• Exercise materials
###

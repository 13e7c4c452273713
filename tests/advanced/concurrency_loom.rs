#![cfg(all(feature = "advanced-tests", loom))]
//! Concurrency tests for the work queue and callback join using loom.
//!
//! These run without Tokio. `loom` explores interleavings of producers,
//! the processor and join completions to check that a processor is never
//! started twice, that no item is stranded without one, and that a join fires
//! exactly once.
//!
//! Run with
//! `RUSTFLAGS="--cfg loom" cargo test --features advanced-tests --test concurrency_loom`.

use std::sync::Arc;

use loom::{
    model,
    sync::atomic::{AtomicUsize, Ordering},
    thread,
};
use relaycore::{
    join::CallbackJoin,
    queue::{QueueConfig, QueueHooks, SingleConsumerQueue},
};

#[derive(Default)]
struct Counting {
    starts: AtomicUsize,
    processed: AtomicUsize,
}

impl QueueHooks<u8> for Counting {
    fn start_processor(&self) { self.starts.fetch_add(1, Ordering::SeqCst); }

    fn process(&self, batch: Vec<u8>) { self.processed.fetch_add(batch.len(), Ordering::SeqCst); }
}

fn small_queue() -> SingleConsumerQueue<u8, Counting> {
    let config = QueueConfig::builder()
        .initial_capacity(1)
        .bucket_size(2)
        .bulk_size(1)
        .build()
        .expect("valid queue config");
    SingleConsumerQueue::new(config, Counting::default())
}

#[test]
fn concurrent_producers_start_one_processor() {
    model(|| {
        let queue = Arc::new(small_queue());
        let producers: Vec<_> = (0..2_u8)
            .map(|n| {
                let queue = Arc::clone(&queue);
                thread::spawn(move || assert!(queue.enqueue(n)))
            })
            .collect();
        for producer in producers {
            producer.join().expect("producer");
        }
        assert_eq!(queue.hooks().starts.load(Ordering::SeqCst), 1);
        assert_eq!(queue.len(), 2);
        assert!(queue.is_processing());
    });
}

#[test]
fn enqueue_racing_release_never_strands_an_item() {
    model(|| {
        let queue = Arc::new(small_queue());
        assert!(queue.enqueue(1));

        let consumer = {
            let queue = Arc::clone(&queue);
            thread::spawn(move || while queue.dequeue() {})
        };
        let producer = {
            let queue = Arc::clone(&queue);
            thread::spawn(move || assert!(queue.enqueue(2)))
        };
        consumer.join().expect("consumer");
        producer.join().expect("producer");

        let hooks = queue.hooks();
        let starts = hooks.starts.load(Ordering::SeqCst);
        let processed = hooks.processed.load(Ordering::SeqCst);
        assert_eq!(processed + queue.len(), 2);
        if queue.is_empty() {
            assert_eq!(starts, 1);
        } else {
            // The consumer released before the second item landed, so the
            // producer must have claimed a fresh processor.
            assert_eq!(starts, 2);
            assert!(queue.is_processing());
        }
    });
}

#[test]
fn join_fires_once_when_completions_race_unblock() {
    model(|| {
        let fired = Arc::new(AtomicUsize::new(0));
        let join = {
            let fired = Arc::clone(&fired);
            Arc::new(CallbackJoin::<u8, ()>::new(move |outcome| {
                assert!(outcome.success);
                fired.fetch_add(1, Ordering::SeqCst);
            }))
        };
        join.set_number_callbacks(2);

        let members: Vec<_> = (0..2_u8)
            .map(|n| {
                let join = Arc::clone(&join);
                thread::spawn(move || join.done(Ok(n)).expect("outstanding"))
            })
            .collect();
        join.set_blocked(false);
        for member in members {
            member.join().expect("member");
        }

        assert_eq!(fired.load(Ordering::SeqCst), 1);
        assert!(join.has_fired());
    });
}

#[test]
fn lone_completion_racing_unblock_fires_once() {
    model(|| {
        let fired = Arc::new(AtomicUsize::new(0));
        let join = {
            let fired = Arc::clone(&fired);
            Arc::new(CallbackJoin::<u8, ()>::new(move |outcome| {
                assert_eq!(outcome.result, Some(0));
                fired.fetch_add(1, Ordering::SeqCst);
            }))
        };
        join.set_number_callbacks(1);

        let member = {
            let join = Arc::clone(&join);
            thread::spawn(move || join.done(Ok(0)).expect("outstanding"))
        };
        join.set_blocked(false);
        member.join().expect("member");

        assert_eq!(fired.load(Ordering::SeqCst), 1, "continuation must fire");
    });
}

###

• What you need to do
What is needed is a single number: how many lines of the data contain the word "Ordering".

• Written response
10